- _Brief_: Which of the lines below holds the string "None"? Copy every line that does.
---------- Data to use
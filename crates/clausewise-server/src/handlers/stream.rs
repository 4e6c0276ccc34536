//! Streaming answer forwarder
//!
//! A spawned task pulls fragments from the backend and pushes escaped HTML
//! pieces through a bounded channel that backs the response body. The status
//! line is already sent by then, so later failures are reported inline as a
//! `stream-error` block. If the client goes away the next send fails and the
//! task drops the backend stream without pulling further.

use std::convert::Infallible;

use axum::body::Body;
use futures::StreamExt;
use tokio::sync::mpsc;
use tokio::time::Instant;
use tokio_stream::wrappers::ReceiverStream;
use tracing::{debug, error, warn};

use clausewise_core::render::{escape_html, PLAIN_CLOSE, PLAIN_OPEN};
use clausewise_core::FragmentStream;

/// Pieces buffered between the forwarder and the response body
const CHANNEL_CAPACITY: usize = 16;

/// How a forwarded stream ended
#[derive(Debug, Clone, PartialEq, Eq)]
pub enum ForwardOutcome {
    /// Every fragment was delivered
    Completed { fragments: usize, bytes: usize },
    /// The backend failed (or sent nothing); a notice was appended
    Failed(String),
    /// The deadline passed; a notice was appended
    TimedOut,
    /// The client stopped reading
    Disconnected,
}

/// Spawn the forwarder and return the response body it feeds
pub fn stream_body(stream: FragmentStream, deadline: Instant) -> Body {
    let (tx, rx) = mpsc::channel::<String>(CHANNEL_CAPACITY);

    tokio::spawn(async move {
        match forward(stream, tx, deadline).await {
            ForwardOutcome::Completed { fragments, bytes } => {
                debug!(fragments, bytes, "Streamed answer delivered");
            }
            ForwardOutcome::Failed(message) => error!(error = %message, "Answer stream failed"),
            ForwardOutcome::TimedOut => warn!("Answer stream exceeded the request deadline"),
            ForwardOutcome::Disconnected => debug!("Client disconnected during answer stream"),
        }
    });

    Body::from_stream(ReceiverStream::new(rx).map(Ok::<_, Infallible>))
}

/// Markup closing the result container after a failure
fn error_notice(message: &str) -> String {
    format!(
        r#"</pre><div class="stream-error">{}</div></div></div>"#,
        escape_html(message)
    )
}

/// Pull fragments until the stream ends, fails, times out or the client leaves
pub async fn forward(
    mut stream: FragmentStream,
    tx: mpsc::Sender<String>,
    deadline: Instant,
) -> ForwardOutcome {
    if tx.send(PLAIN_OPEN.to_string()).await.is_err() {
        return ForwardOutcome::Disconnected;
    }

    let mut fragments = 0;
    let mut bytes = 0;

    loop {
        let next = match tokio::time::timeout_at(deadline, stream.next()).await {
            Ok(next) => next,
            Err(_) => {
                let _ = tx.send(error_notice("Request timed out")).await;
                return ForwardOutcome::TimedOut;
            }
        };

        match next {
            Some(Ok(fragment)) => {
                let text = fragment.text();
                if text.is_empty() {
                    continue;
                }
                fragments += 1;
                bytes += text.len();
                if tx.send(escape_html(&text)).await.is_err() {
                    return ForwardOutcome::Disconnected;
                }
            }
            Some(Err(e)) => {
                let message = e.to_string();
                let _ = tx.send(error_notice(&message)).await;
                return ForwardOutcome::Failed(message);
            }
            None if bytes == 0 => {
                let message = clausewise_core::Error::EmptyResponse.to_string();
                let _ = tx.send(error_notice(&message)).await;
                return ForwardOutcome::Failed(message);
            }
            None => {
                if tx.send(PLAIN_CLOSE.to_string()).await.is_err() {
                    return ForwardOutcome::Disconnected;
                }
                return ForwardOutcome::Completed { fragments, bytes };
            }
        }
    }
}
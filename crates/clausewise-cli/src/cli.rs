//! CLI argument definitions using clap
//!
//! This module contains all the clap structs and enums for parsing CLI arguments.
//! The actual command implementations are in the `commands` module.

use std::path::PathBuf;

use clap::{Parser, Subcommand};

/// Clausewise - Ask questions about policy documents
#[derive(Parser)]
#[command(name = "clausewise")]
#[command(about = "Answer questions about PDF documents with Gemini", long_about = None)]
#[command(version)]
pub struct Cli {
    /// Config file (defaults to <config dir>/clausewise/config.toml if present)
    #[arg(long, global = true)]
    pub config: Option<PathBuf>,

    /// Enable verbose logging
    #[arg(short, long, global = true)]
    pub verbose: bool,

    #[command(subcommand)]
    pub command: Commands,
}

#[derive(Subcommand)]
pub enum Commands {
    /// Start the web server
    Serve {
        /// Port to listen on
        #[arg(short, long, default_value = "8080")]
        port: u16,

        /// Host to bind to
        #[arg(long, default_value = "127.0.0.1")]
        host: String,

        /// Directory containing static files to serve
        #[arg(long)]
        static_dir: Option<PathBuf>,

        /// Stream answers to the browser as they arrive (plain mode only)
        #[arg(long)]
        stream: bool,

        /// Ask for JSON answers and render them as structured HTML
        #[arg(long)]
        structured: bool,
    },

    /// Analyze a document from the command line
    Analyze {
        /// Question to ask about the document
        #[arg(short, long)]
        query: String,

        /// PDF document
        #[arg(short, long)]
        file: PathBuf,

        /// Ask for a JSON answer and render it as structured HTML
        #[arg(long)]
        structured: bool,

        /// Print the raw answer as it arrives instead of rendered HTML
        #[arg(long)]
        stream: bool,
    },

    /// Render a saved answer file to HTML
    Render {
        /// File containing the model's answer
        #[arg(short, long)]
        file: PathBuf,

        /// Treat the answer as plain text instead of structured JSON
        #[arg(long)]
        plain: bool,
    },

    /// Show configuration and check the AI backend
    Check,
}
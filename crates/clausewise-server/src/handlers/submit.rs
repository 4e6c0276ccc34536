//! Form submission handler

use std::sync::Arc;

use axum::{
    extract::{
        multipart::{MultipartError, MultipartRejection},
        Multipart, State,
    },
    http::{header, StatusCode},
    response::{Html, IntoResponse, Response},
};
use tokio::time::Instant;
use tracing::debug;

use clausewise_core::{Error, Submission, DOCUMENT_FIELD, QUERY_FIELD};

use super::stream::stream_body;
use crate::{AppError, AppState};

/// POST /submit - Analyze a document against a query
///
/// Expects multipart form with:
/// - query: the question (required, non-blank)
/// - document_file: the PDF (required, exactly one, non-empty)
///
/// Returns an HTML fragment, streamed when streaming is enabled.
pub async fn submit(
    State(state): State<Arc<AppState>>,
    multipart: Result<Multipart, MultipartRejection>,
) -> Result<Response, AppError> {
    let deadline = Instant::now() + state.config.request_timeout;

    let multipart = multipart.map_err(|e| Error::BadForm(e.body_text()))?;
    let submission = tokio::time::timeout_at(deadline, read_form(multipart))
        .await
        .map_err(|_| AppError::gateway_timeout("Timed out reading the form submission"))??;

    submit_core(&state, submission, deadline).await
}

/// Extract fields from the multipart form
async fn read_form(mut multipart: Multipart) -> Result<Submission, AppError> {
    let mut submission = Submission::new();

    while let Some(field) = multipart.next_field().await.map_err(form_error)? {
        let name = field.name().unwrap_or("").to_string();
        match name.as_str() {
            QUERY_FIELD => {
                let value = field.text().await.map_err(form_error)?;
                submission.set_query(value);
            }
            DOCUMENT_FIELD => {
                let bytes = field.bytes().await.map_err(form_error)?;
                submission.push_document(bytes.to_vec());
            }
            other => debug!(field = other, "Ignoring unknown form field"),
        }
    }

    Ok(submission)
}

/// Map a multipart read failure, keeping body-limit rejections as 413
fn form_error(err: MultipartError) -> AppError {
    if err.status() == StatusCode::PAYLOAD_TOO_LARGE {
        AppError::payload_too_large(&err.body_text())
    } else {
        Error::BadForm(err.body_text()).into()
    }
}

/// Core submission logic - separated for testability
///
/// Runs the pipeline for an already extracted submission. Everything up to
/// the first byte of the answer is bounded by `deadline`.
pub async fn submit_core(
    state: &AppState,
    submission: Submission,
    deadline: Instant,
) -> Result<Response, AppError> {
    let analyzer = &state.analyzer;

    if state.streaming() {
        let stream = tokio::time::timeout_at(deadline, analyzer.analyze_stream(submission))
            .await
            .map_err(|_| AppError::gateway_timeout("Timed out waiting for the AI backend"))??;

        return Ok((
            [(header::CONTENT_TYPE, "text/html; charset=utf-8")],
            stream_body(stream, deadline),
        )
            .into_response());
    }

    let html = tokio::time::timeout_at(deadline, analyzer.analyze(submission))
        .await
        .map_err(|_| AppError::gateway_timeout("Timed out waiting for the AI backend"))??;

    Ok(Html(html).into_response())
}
--------------------
- _Exercise result_:
            None if bytes == 0 => {
            None => {
#[command(about = "Answer questions about PDF documents with Gemini", long_about = None)]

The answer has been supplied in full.